Her graduate advisor, neuroscientist Solomon H. Snyder, set her to searching for an insulin receptor and discouraged her from following her interest in morphine. According to Pert’s account, he ultimately forbade her to attempt to explain morphine’s mechanism of action.
Undeterred, Pert ordered the necessary laboratory materials for her study surreptitiously. She injected morphine labeled with a radioactive atom into brain tissue, then attempted to identify the tissue the morphine bound to.
The key experiment was to be conducted on a Friday evening in 1973 when the lab would be nearly empty, but Pert’s baby-sitter failed to show up. Not to be thwarted, she smuggled her 5-year-old son Evan past guards and set him on a lab bench while she set up the experiment.
When she returned to the laboratory Monday morning, her results showed that she had identified the first opiate receptor in the brain, a finding that opened an entirely new field of studying the biochemistry of the most mysterious of organs.
That discovery won Snyder the 1978 Lasker Award, one of the most prestigious prizes in American medicine and one that is often viewed as a precursor to the Nobel Prize. Ironically, Pert, a mere graduate student, was excluded from the Lasker Award.
Pert, who subsequently achieved fame as a proponent of the emotional component of disease -- the so-called brain-body connection -- died Sept. 12 at her home in Potomac, Md. She was 67 and died of cardiac arrest, according to her family.

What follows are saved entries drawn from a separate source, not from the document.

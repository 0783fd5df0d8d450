//! Diff planning: which files to download, skip or delete.

use crate::manifest::Manifest;

/// One planned step of an apply.
#[derive(Debug, Clone, PartialEq, Eq)]
pub enum Action {
    /// Fetch and verify a file.
    Download {
        path: String,
        from: Option<String>,
        to: String,
        md5: Option<String>,
    },
    /// File is already current.
    Skip { path: String, version: String },
    /// Remove a local file absent from the manifest.
    DeleteExtra { path: String },
}

/// Ordered apply plan: downloads and skips in manifest iteration order,
/// then deletions.
#[derive(Debug, Clone, Default)]
pub struct Plan {
    pub actions: Vec<Action>,
}

impl Plan {
    /// Number of `Download` actions.
    pub fn download_count(&self) -> usize {
        self.actions
            .iter()
            .filter(|a| matches!(a, Action::Download { .. }))
            .count()
    }

    /// Number of per-file progress slots (downloads plus skips), used for
    /// `index`/`total` event payloads.
    pub fn file_total(&self) -> usize {
        self.actions
            .iter()
            .filter(|a| !matches!(a, Action::DeleteExtra { .. }))
            .count()
    }
}

/// Diff `remote` against `local`.
///
/// A file is downloaded when it is absent locally or its version string
/// differs; with `force` set every manifest entry is downloaded. The
/// already-filtered `delete_candidates` are appended after all downloads
/// and skips.
pub fn build_plan(
    remote: &Manifest,
    local: &Manifest,
    delete_candidates: Vec<String>,
    force: bool,
) -> Plan {
    let mut actions = Vec::with_capacity(remote.files.len() + delete_candidates.len());

    for (path, entry) in &remote.files {
        let local_entry = local.files.get(path);
        let changed = match local_entry {
            None => true,
            Some(local_entry) => local_entry.version != entry.version,
        };
        if force || changed {
            actions.push(Action::Download {
                path: path.clone(),
                from: local_entry.map(|e| e.version.clone()),
                to: entry.version.clone(),
                md5: entry.md5.clone(),
            });
        } else {
            actions.push(Action::Skip {
                path: path.clone(),
                version: entry.version.clone(),
            });
        }
    }

    for path in delete_candidates {
        actions.push(Action::DeleteExtra { path });
    }

    Plan { actions }
}
//! Backup-first file replacement.
//!
//! Every file the engine is about to overwrite or delete is first copied
//! into a backup directory mirroring the destination layout, unless its
//! extension or path prefix is in the configured skip sets. Restore walks
//! the backup tree back over the destination.

use crate::fsutil;
use std::fs;
use std::io;
use std::path::{Path, PathBuf};
use tracing::{debug, info};

/// Manages the `<application_name>_backup/` mirror.
#[derive(Debug, Clone)]
pub struct BackupManager {
    backup_dir: PathBuf,
    dest_dir: PathBuf,
    skip_extensions: Vec<String>,
    skip_prefixes: Vec<String>,
    io_chunk_size: usize,
}

impl BackupManager {
    pub fn new(
        backup_dir: PathBuf,
        dest_dir: PathBuf,
        skip_extensions: Vec<String>,
        skip_prefixes: Vec<String>,
        io_chunk_size: usize,
    ) -> Self {
        Self {
            backup_dir,
            dest_dir,
            skip_extensions,
            skip_prefixes,
            io_chunk_size,
        }
    }

    pub fn backup_dir(&self) -> &Path {
        &self.backup_dir
    }

    pub fn exists(&self) -> bool {
        self.backup_dir.is_dir()
    }

    /// Wipe any stale backup and create a fresh, empty directory.
    pub fn prepare(&self) -> io::Result<()> {
        fsutil::remove_dir_recursive(&self.backup_dir)?;
        fs::create_dir_all(&self.backup_dir)
    }

    /// Whether a relative path is exempt from backup. Exempt files are
    /// still mutated or removed.
    pub fn should_skip(&self, rel_path: &str) -> bool {
        let lower = rel_path.to_ascii_lowercase();
        if self.skip_extensions.iter().any(|ext| lower.ends_with(ext)) {
            debug!(path = rel_path, "skipping backup for binary asset");
            return true;
        }
        if self.skip_prefixes.iter().any(|p| rel_path.starts_with(p)) {
            debug!(path = rel_path, "skipping backup for asset directory prefix");
            return true;
        }
        false
    }

    /// Copy the destination file at `rel_path` into the backup mirror.
    /// Returns `false` when the file does not exist or is skip-listed.
    pub fn backup_if_needed(&self, rel_path: &str) -> io::Result<bool> {
        if self.should_skip(rel_path) {
            return Ok(false);
        }
        let active = self.dest_dir.join(rel_path);
        if !active.is_file() {
            return Ok(false);
        }
        let mirror = self.backup_dir.join(rel_path);
        fsutil::copy_file_chunked(&active, &mirror, self.io_chunk_size)?;
        debug!(from = %active.display(), to = %mirror.display(), "backed up file");
        Ok(true)
    }

    /// Whether a mirror copy of `rel_path` exists in the backup.
    pub fn contains(&self, rel_path: &str) -> bool {
        self.backup_dir.join(rel_path).is_file()
    }

    /// Restore every backed-up file to its original destination path,
    /// overwriting. Returns the number of files restored.
    pub fn restore_all(&self) -> io::Result<usize> {
        if !self.exists() {
            return Ok(0);
        }
        let files = fsutil::collect_relative_files(&self.backup_dir);
        for rel in &files {
            let src = self.backup_dir.join(rel);
            let dst = self.dest_dir.join(rel);
            fsutil::copy_file_chunked(&src, &dst, self.io_chunk_size)?;
        }
        info!(count = files.len(), "restored files from backup");
        Ok(files.len())
    }

    /// Remove the backup directory tree.
    pub fn destroy(&self) -> io::Result<()> {
        fsutil::remove_dir_recursive(&self.backup_dir)
    }
}

#[cfg(test)]
mod tests {
    use super::*;
    use tempfile::TempDir;

    fn manager(dir: &TempDir) -> BackupManager {
        BackupManager::new(
            dir.path().join("app_backup"),
            dir.path().to_path_buf(),
            vec![".png".into(), ".raw".into()],
            vec!["assets/".into()],
            64,
        )
    }

    #[test]
    fn test_backup_and_restore_round_trip() {
        let dir = TempDir::new().unwrap();
        let mgr = manager(&dir);
        fs::create_dir_all(dir.path().join("lib")).unwrap();
        fs::write(dir.path().join("lib/util.py"), "old contents").unwrap();

        mgr.prepare().unwrap();
        assert!(mgr.backup_if_needed("lib/util.py").unwrap());
        assert!(mgr.contains("lib/util.py"));

        // Clobber, then restore.
        fs::write(dir.path().join("lib/util.py"), "new contents").unwrap();
        assert_eq!(mgr.restore_all().unwrap(), 1);
        assert_eq!(
            fs::read_to_string(dir.path().join("lib/util.py")).unwrap(),
            "old contents"
        );
    }

    #[test]
    fn test_skip_extension_not_backed_up() {
        let dir = TempDir::new().unwrap();
        let mgr = manager(&dir);
        fs::write(dir.path().join("logo.PNG"), [0u8; 16]).unwrap();
        mgr.prepare().unwrap();
        assert!(!mgr.backup_if_needed("logo.PNG").unwrap());
        assert!(!mgr.contains("logo.PNG"));
    }

    #[test]
    fn test_skip_prefix_not_backed_up() {
        let dir = TempDir::new().unwrap();
        let mgr = manager(&dir);
        fs::create_dir_all(dir.path().join("assets")).unwrap();
        fs::write(dir.path().join("assets/data.txt"), "x").unwrap();
        mgr.prepare().unwrap();
        assert!(!mgr.backup_if_needed("assets/data.txt").unwrap());
    }

    #[test]
    fn test_missing_file_is_not_an_error() {
        let dir = TempDir::new().unwrap();
        let mgr = manager(&dir);
        mgr.prepare().unwrap();
        assert!(!mgr.backup_if_needed("ghost.py").unwrap());
    }

    #[test]
    fn test_prepare_wipes_stale_backup() {
        let dir = TempDir::new().unwrap();
        let mgr = manager(&dir);
        mgr.prepare().unwrap();
        fs::write(mgr.backup_dir().join("stale.py"), "stale").unwrap();
        mgr.prepare().unwrap();
        assert!(!mgr.contains("stale.py"));
    }

    #[test]
    fn test_destroy_removes_tree() {
        let dir = TempDir::new().unwrap();
        let mgr = manager(&dir);
        mgr.prepare().unwrap();
        mgr.destroy().unwrap();
        assert!(!mgr.exists());
        // Destroying again is fine.
        mgr.destroy().unwrap();
    }
}
// src/alphabet.rs
// The international Morse alphabet, one table both directions are built from

use std::collections::HashMap;
use std::sync::OnceLock;

/// Forward table mapping uppercase characters to their dot/dash codes.
/// This is the single source of truth; the reverse map is derived from it
/// so the two can never drift apart.
pub const TABLE: &[(char, &str)] = &[
    ('A', ".-"),
    ('B', "-..."),
    ('C', "-.-."),
    ('D', "-.."),
    ('E', "."),
    ('F', "..-."),
    ('G', "--."),
    ('H', "...."),
    ('I', ".."),
    ('J', ".---"),
    ('K', "-.-"),
    ('L', ".-.."),
    ('M', "--"),
    ('N', "-."),
    ('O', "---"),
    ('P', ".--."),
    ('Q', "--.-"),
    ('R', ".-."),
    ('S', "..."),
    ('T', "-"),
    ('U', "..-"),
    ('V', "...-"),
    ('W', ".--"),
    ('X', "-..-"),
    ('Y', "-.--"),
    ('Z', "--.."),
    ('0', "-----"),
    ('1', ".----"),
    ('2', "..---"),
    ('3', "...--"),
    ('4', "....-"),
    ('5', "....."),
    ('6', "-...."),
    ('7', "--..."),
    ('8', "---.."),
    ('9', "----."),
    ('.', ".-.-.-"),
    (',', "--..--"),
    ('?', "..--.."),
    ('!', "-.-.--"),
    (':', "---..."),
    (';', "-.-.-."),
    ('\'', ".----."),
    ('"', ".-..-."),
    ('/', "-..-."),
    ('-', "-....-"),
    ('+', ".-.-."),
    ('=', "-...-"),
    ('@', ".--.-."),
    ('(', "-.--."),
    (')', "-.--.-"),
    ('&', ".-..."),
    ('$', "...-..-"),
    ('_', "..--.-"),
];

fn forward() -> &'static HashMap<char, &'static str> {
    static MAP: OnceLock<HashMap<char, &'static str>> = OnceLock::new();
    MAP.get_or_init(|| TABLE.iter().copied().collect())
}

fn reverse() -> &'static HashMap<&'static str, char> {
    static MAP: OnceLock<HashMap<&'static str, char>> = OnceLock::new();
    MAP.get_or_init(|| TABLE.iter().map(|&(c, code)| (code, c)).collect())
}

/// Looks up the Morse code for an (already uppercased) character.
pub fn morse_for_char(c: char) -> Option<&'static str> {
    forward().get(&c).copied()
}

/// Looks up the character for a dot/dash token.
pub fn char_for_morse(code: &str) -> Option<char> {
    reverse().get(code).copied()
}

/// Whether the character has a Morse code in the table.
pub fn is_supported(c: char) -> bool {
    forward().contains_key(&c)
}
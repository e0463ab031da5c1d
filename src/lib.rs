// src/lib.rs
// Library interface for morsewave

pub mod alphabet;
pub mod chart;
pub mod codec;
pub mod detect;
pub mod synth;
pub mod timing;

pub use codec::{
    decode, encode, has_morse_content, normalize_morse, normalize_text, sanitize_input, translate,
};
pub use detect::{Direction, Mode, detect_direction};
pub use synth::{SynthOptions, synthesize_samples, synthesize_wav};
pub use timing::{TimingEvent, compile_timing, total_duration, unit_duration};
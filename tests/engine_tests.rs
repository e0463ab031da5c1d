// tests/engine_tests.rs
// End-to-end checks of the codec, detector, timing compiler and synthesizer

use std::io::Cursor;

use hound::{SampleFormat, WavReader};
use morsewave::{
    Direction, SynthOptions, compile_timing, decode, detect_direction, encode, normalize_morse,
    normalize_text, synthesize_wav, total_duration, unit_duration,
};

#[test]
fn round_trip_is_lossy_but_stable() {
    // Supported characters with single spaces survive the round trip
    // exactly, modulo normalization.
    for text in [
        "SOS",
        "HELLO WORLD",
        "CQ DE W1AW",
        "ABCDEFGHIJKLMNOPQRSTUVWXYZ 0123456789",
        "WHAT? YES! 3.14",
    ] {
        let normalized = normalize_text(text);
        assert_eq!(decode(&encode(&normalized)), normalized, "text: {text:?}");
    }
}

#[test]
fn round_trip_folds_case_and_diacritics() {
    assert_eq!(decode(&encode("héllo")), "HELLO");
    assert_eq!(decode(&encode("sos")), "SOS");
}

#[test]
fn unsupported_characters_encode_to_placeholder() {
    // '#' has no code; it encodes as the '?' placeholder token, which the
    // decoder's normalization then drops as a non-Morse character.
    assert_eq!(encode("A#B"), ".- ? -...");
    assert_eq!(decode(&encode("A#B")), "AB");
}

#[test]
fn every_alphabet_entry_round_trips() {
    let mut seen_codes = std::collections::HashSet::new();
    for &(symbol, code) in morsewave::alphabet::TABLE {
        let input = symbol.to_string();
        assert_eq!(decode(&encode(&input)), input, "symbol: {symbol:?}");
        assert!(seen_codes.insert(code), "duplicate code {code:?}");
    }
}

#[test]
fn morse_normalization_is_idempotent() {
    for input in [
        "... --- ...",
        "  ..x.. // --  ",
        "abc",
        ". - / . -",
        "",
        "///",
    ] {
        let once = normalize_morse(input);
        assert_eq!(normalize_morse(&once), once, "input: {input:?}");
    }
}

#[test]
fn encoded_output_is_already_normalized() {
    let morse = encode("HELLO WORLD");
    assert_eq!(normalize_morse(&morse), morse);
}

#[test]
fn direction_detection_examples() {
    assert_eq!(detect_direction("HELLO"), Direction::Text);
    assert_eq!(detect_direction("... --- ..."), Direction::Morse);
    assert_eq!(detect_direction(""), Direction::Text);
    assert_eq!(detect_direction("-.-."), Direction::Morse);
}

#[test]
fn timing_of_dot_dash_at_12_wpm() {
    let events = compile_timing(".-", 12.0);
    let durations: Vec<f32> = events.iter().map(|e| e.duration()).collect();

    assert_eq!(durations.len(), 3);
    let expected = [0.1, 0.1, 0.3];
    for (actual, expected) in durations.iter().zip(expected) {
        assert!((actual - expected).abs() < 1e-6);
    }
    assert!((total_duration(&events) - 0.5).abs() < 1e-6);
}

#[test]
fn word_gap_appears_exactly_once() {
    let unit = unit_duration(20.0);
    let events = compile_timing("... / ---", 20.0);

    let word_gaps = events
        .iter()
        .filter(|e| !e.is_tone() && (e.duration() - 7.0 * unit).abs() < 1e-6)
        .count();
    assert_eq!(word_gaps, 1);
    assert!(events.last().unwrap().is_tone());
}

#[test]
fn synthesis_is_deterministic() {
    let options = SynthOptions {
        wpm: 20.0,
        frequency: 600.0,
        sample_rate: 44100,
    };
    let first = synthesize_wav("...", &options).unwrap().unwrap();
    let second = synthesize_wav("...", &options).unwrap().unwrap();
    assert_eq!(first, second);
}

#[test]
fn wav_output_is_canonical_pcm() {
    let options = SynthOptions {
        wpm: 20.0,
        frequency: 600.0,
        sample_rate: 44100,
    };
    let bytes = synthesize_wav("... --- ...", &options).unwrap().unwrap();

    // Canonical RIFF/WAVE layout: 44-byte header followed by raw samples.
    assert_eq!(&bytes[0..4], b"RIFF");
    assert_eq!(&bytes[8..12], b"WAVE");
    let data_len = u32::from_le_bytes(bytes[40..44].try_into().unwrap()) as usize;
    assert_eq!(bytes.len(), 44 + data_len);

    let mut reader = WavReader::new(Cursor::new(&bytes)).unwrap();
    let spec = reader.spec();
    assert_eq!(spec.channels, 1);
    assert_eq!(spec.sample_rate, 44100);
    assert_eq!(spec.bits_per_sample, 16);
    assert_eq!(spec.sample_format, SampleFormat::Int);

    let samples: Vec<i16> = reader.samples::<i16>().map(|s| s.unwrap()).collect();
    assert_eq!(samples.len() * 2, data_len);

    // Amplitude headroom: 0.4 of full scale.
    let peak = samples.iter().map(|s| s.unsigned_abs()).max().unwrap();
    assert!(peak <= (0.4 * 32768.0) as u16 + 1);
    assert!(peak > (0.3 * 32768.0) as u16);
}

#[test]
fn wav_sample_count_matches_event_timing() {
    let options = SynthOptions {
        wpm: 20.0,
        frequency: 600.0,
        sample_rate: 44100,
    };
    let events = compile_timing("-", options.wpm);
    let expected: usize = events
        .iter()
        .map(|e| ((e.duration() as f64 * 44100.0).round() as usize).max(1))
        .sum();

    let bytes = synthesize_wav("-", &options).unwrap().unwrap();
    let reader = WavReader::new(Cursor::new(&bytes)).unwrap();
    assert_eq!(reader.len() as usize, expected);
}

#[test]
fn empty_input_is_safe_at_every_boundary() {
    let options = SynthOptions::default();

    assert_eq!(encode(""), "");
    assert_eq!(decode(""), "");
    assert!(compile_timing("", 20.0).is_empty());
    assert!(synthesize_wav("", &options).unwrap().is_none());
}

#[test]
fn degenerate_parameters_are_clamped_not_rejected() {
    let options = SynthOptions {
        wpm: 0.0,
        frequency: 0.0,
        sample_rate: 8000,
    };
    // Clamped to 5 wpm / 600 Hz, still renders.
    let bytes = synthesize_wav(".", &options).unwrap().unwrap();
    assert!(bytes.len() > 44);
}
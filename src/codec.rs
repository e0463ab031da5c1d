// src/codec.rs
// Text normalization and the bidirectional text <-> Morse codec

use unicode_normalization::UnicodeNormalization;
use unicode_normalization::char::is_combining_mark;

use crate::alphabet;
use crate::detect::Direction;

/// Placeholder substituted for characters and tokens the alphabet does not
/// cover. Encoding and decoding never fail; the worst case is a string of
/// these.
pub const UNKNOWN_SYMBOL: char = '?';

/// Word separator token in the textual Morse form, spaced as `" / "`.
pub const WORD_SEPARATOR: &str = " / ";

/// Uppercases the input and strips diacritics via NFD decomposition, so
/// "héllo" encodes the same as "HELLO". Pure; empty input yields an empty
/// string.
///
/// Only combining marks are stripped: standalone spacing diacritics such
/// as `^` or `¨` are kept and later encode as the placeholder, since they
/// have no Morse code of their own.
pub fn normalize_text(input: &str) -> String {
    input
        .nfd()
        .filter(|&c| !is_combining_mark(c))
        .collect::<String>()
        .to_uppercase()
}

/// Canonicalizes a Morse string: every character outside `.`, `-`,
/// whitespace and `/` becomes a space, whitespace runs collapse to single
/// spaces, and the word separator ends up as exactly `" / "`. Idempotent;
/// blank input normalizes to the empty string.
pub fn normalize_morse(input: &str) -> String {
    if input.trim().is_empty() {
        return String::new();
    }

    let sanitized: String = input
        .chars()
        .map(|c| match c {
            '.' | '-' | '/' => c,
            _ => ' ',
        })
        .collect();
    let collapsed = collapse_whitespace(&sanitized);

    collapse_whitespace(&collapsed.replace('/', " / "))
}

fn collapse_whitespace(input: &str) -> String {
    input.split_whitespace().collect::<Vec<_>>().join(" ")
}

/// Encodes text into its Morse representation. Unsupported characters map
/// to [`UNKNOWN_SYMBOL`] rather than failing; whitespace splits words.
pub fn encode(text: &str) -> String {
    let normalized = normalize_text(text);

    normalized
        .split_whitespace()
        .map(|word| {
            word.chars()
                .map(|c| {
                    alphabet::morse_for_char(c)
                        .map(str::to_string)
                        .unwrap_or_else(|| UNKNOWN_SYMBOL.to_string())
                })
                .collect::<Vec<_>>()
                .join(" ")
        })
        .collect::<Vec<_>>()
        .join(WORD_SEPARATOR)
}

/// Decodes a Morse string back into text. The input is normalized first, so
/// stray punctuation and irregular spacing cannot crash the decoder; tokens
/// with no alphabet entry decode to [`UNKNOWN_SYMBOL`].
pub fn decode(morse: &str) -> String {
    let normalized = normalize_morse(morse);
    if normalized.is_empty() {
        return String::new();
    }

    normalized
        .split(WORD_SEPARATOR)
        .map(|word| {
            word.split(' ')
                .filter(|token| !token.is_empty())
                .map(|token| alphabet::char_for_morse(token).unwrap_or(UNKNOWN_SYMBOL))
                .collect::<String>()
        })
        .collect::<Vec<_>>()
        .join(" ")
}

/// Runs the input through the normalizer matching the given direction.
pub fn sanitize_input(input: &str, direction: Direction) -> String {
    match direction {
        Direction::Morse => normalize_morse(input),
        Direction::Text => normalize_text(input),
    }
}

/// Translates in the given direction: `Text` encodes, `Morse` decodes.
pub fn translate(input: &str, direction: Direction) -> String {
    match direction {
        Direction::Morse => decode(input),
        Direction::Text => encode(input),
    }
}

/// True when the input still carries dot/dash content after normalization.
pub fn has_morse_content(input: &str) -> bool {
    !normalize_morse(input).is_empty()
}
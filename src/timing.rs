// src/timing.rs
// Compiles a Morse string into timed tone/silence events

use crate::codec::{WORD_SEPARATOR, normalize_morse};

/// Slower than this produces absurdly long (or, at zero, infinite) units;
/// out-of-range speeds clamp here instead of failing.
pub const MIN_WPM: f32 = 5.0;

/// One tone or one gap, with its duration in seconds. A single gap carries
/// the full intra-letter, inter-letter or inter-word spacing; adjacent
/// silences never occur in a compiled sequence.
#[derive(Debug, Clone, Copy, PartialEq)]
pub enum TimingEvent {
    Tone(f32),
    Silence(f32),
}

impl TimingEvent {
    pub fn duration(self) -> f32 {
        match self {
            TimingEvent::Tone(d) | TimingEvent::Silence(d) => d,
        }
    }

    pub fn is_tone(self) -> bool {
        matches!(self, TimingEvent::Tone(_))
    }
}

/// Base unit in seconds for a given speed, per the PARIS convention:
/// `1.2 / wpm`. Speeds at or below zero (and NaN) clamp to [`MIN_WPM`].
pub fn unit_duration(wpm: f32) -> f32 {
    // f32::max returns the other operand for NaN, so this also covers it.
    let safe_wpm = wpm.max(MIN_WPM);
    1.2 / safe_wpm
}

/// Walks words -> letters -> symbols of the normalized Morse string and
/// emits the standard timing sequence: 1 unit tone per dot, 3 per dash,
/// 1-unit gaps between symbols, 3-unit gaps between letters, 7-unit gaps
/// between words. No gap follows the final tone. Empty or all-invalid
/// input compiles to an empty sequence.
pub fn compile_timing(morse: &str, wpm: f32) -> Vec<TimingEvent> {
    let normalized = normalize_morse(morse);
    if normalized.is_empty() {
        return Vec::new();
    }

    let unit = unit_duration(wpm);
    let words: Vec<&str> = normalized.split(WORD_SEPARATOR).collect();
    let mut events = Vec::new();

    for (word_index, word) in words.iter().enumerate() {
        let letters: Vec<&str> = word.split(' ').collect();

        for (letter_index, letter) in letters.iter().enumerate() {
            let symbols: Vec<char> = letter.chars().collect();

            for (symbol_index, &symbol) in symbols.iter().enumerate() {
                let tone_units = if symbol == '-' { 3.0 } else { 1.0 };
                events.push(TimingEvent::Tone(tone_units * unit));

                if symbol_index < symbols.len() - 1 {
                    events.push(TimingEvent::Silence(unit));
                }
            }

            let is_last_letter = letter_index == letters.len() - 1;
            let is_last_word = word_index == words.len() - 1;

            if !is_last_letter {
                events.push(TimingEvent::Silence(3.0 * unit));
            } else if !is_last_word {
                events.push(TimingEvent::Silence(7.0 * unit));
            }
        }
    }

    events
}

/// Total playback time of a compiled sequence, in seconds.
pub fn total_duration(events: &[TimingEvent]) -> f32 {
    events.iter().map(|e| e.duration()).sum()
}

In a subsequent interview with the New York Times, Snyder called Pert “one of the most creative, innovative graduate students I had ever mentored.”
Receptors are folded proteins in the body to which small molecules or short peptides bind specifically, much like a specific key fits in a lock. The opiate receptor had been a goal of scientists for many years. But its ultimate discovery raised an intriguing question: Why was it there?
“God presumably did not put an opiate receptor in our brains so that we could ultimately discover how to get high with opium,” Pert told Smithsonian magazine. She and others reasoned that the body must produce a natural chemical similar to morphine, but her search for it proved fruitless and she abandoned it.
In 1975, two Scottish researchers, Hans W. Kosterlitz and John Hughes, identified encephalin, the first of a family of chemicals they named endorphins. These naturally occurring chemicals can relieve pain and create a feeling of euphoria, such as the well-known “runner’s high.”
Kosterlitz and Hughes shared the 1978 Lasker with Snyder. Like many other graduate students, Pert felt that she had unfairly been excluded. But rather than suffering in silence like most, she wrote an angry letter to the journal Science saying that she had “played a key role in initiating the research and following it up.” As a result of this breach of etiquette, she became something of a pariah in her field.
In her subsequent research at the National Institutes of Mental Health and Georgetown University, Pert identified endorphin receptors throughout the body, furthering her conclusion that the brain plays a crucial role in disease. She also isolated receptors for Valium and PCP, or angel dust, in the brain and, with her second husband, Michael R. Ruff, identified peptide T, which has been tested as a potential therapy for HIV infections.
In 2007, Pert, Ruff and another colleague founded Rapid Pharmaceuticals to explore peptide T and other potential treatments for HIV, autism and Alzheimer’s disease.
Candace Dorinda Beebe was born in New York City on June 26, 1946. She enrolled in Hofstra University but dropped out in 1966 when she married Agu Pert. The couple moved to Philadelphia so her husband could pursue his doctorate at Bryn Mawr College. Like many women of her generation, she helped support the family while her husband went to school, taking a job as a cocktail waitress.
One of her customers was an assistant dean at Bryn Mawr, who encouraged her to finish her bachelor’s degree at that institution and helped her enroll. In 1970, she got her bachelor’s in biology and entered the doctoral pharmacology program at Johns Hopkins in Baltimore.
Pert wrote more than 250 research papers during her career. She also wrote two popular books for the lay audience: “Molecules of Emotion: Why You Feel the Way You Feel,” with Deepak Chopra, and “Everything You Need to Know to Feel Good.” She also appeared in the 1993 PBS series, “Healing and the Mind,” the 2004 movie “What the #$*! Do We Know!?” and the 2009 movie “You Can Heal Your Life.”
Pert is survived by her husband of 27 years, Ruff; her sister, Deane Beebe; three children from her first marriage, Brandon, Evan and Vanessa; and a grandson.